Algumas pessoas não acreditam em Deus. Outras acreditam, mas


acham que Deus não faz nada. Não o levam a sério. Levar Deus a
sério, para um cristão, significa antes de mais nada levar a sério a
vivência da Trindade.

Muitos de nós ainda não terminamos de entender a Trindade. Muitos


não entendemos que a Trindade existe para isso mesmo, para não ser
entendida com a razão humana e permanentemente desafiar a razão
para que se supere e ultrapasse seus limites.

A Trindade significa que Deus se exerce na história e que também se


exerce no intelecto humano. O Deus trinitário seria inconcebível sem
sua configuração histórica – o Filho é Deus na história, embora
ultrapasse a história nos dois sentidos: antes (ex Patre natum ante
omnia saecula) e depois (cuius regni non erit finis). Se Deus existisse
apenas fora da história, teríamos um Deus inacessível e indiferente.
Se existisse apenas dentro da história, teríamos um Deus sem o poder
de libertar-nos deste labirinto terreno.

Além disso, Deus fala da história e interpreta a história: qui locutus


est per prophetas. O Deus do Velho Testamento já é uim Deus
histórico e historizante, um Deus que faz história e que vive na
história do seu povo. Mas é um Deus que ainda não se desdobrou no
campo, ainda não cindiu-se de si mesmo para completar-se, ainda
não mergulhou no devir com a incarnação.

Deus se historiza na palavra, no logos. Deus ocorre sobretudo na


palavra “Deus”. Cada vez que a pronunciamos estamos abrindo um
rombo na realidade e invocando a luz incriada que nos desequilibra,
que nos retira do puro pertencer e nos joga em um exílio sobre a
terra.

Na incarnação, Deus deixa de ser apenas “aquele que é” e passa a ser


também aquele que não é.
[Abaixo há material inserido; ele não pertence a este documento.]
pub struct Config {
    pub database_url: String,
    pub listen_address: String,
}

impl Config {
    pub fn from_env() -> Result<Self, std::env::VarError> {
        Ok(Self {
            database_url: std::env::var("DATABASE_URL")?,
            listen_address: std::env::var("LISTEN_ADDRESS")?,
        })
    }
}
//! Pure projection functions from domain models to response DTOs.
//!
//! Write operations return domain entities; projecting them for a given viewer
//! is a separate explicit step so no viewer context leaks into the services.

use crate::model::{
    catalog::{IngredientDto, TagDto},
    recipe::{BriefRecipeDto, RecipeDto, RecipeIngredientDto},
    user::{ProfileDto, SubscriptionDto, UserDto},
};

pub fn user_dto(user: &entity::user::Model) -> UserDto {
    UserDto {
        id: user.id,
        email: user.email.clone(),
        username: user.username.clone(),
        first_name: user.first_name.clone(),
        last_name: user.last_name.clone(),
    }
}

pub fn profile_dto(user: &entity::user::Model, is_subscribed: bool) -> ProfileDto {
    ProfileDto {
        id: user.id,
        email: user.email.clone(),
        username: user.username.clone(),
        first_name: user.first_name.clone(),
        last_name: user.last_name.clone(),
        is_subscribed,
    }
}

pub fn ingredient_dto(ingredient: &entity::ingredient::Model) -> IngredientDto {
    IngredientDto {
        id: ingredient.id,
        name: ingredient.name.clone(),
        measurement_unit: ingredient.measurement_unit.clone(),
    }
}

pub fn tag_dto(tag: &entity::tag::Model) -> TagDto {
    TagDto {
        id: tag.id,
        name: tag.name.clone(),
        color: tag.color.clone(),
        slug: tag.slug.clone(),
    }
}

pub fn brief_recipe_dto(recipe: &entity::recipe::Model) -> BriefRecipeDto {
    BriefRecipeDto {
        id: recipe.id,
        name: recipe.name.clone(),
        image: recipe.image.clone(),
        cooking_time: recipe.cooking_time,
    }
}

pub fn recipe_dto(
    recipe: &entity::recipe::Model,
    author: ProfileDto,
    ingredients: &[(entity::recipe_ingredient::Model, entity::ingredient::Model)],
    tags: &[entity::tag::Model],
    is_favorited: bool,
    is_in_shopping_cart: bool,
) -> RecipeDto {
    RecipeDto {
        id: recipe.id,
        tags: tags.iter().map(tag_dto).collect(),
        author,
        ingredients: ingredients
            .iter()
            .map(|(row, ingredient)| RecipeIngredientDto {
                id: ingredient.id,
                name: ingredient.name.clone(),
                measurement_unit: ingredient.measurement_unit.clone(),
                amount: row.amount,
            })
            .collect(),
        is_favorited,
        is_in_shopping_cart,
        name: recipe.name.clone(),
        image: recipe.image.clone(),
        text: recipe.text.clone(),
        cooking_time: recipe.cooking_time,
    }
}

/// A followed author with a recipe sample; the viewer follows them by
/// construction, so `is_subscribed` is always true.
pub fn subscription_dto(
    author: &entity::user::Model,
    recipes: &[entity::recipe::Model],
    recipes_count: u64,
) -> SubscriptionDto {
    SubscriptionDto {
        id: author.id,
        email: author.email.clone(),
        username: author.username.clone(),
        first_name: author.first_name.clone(),
        last_name: author.last_name.clone(),
        is_subscribed: true,
        recipes: recipes.iter().map(brief_recipe_dto).collect(),
        recipes_count,
    }
}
Deus ali se incompleta para se superar a si
mesmo, para atingir “a lua além de Deus, álgida e ignota” de que fala
Fernando Pessoa.

A ação de Deus na história é o que poderíamos chamar de teopolítica.

O antigo escudo da fé diz: “Deus est Pater”, “Deus est Filius”, “Deus
est Spiritus SanctuS”, mas também diz “Pater non est Filius”, etc.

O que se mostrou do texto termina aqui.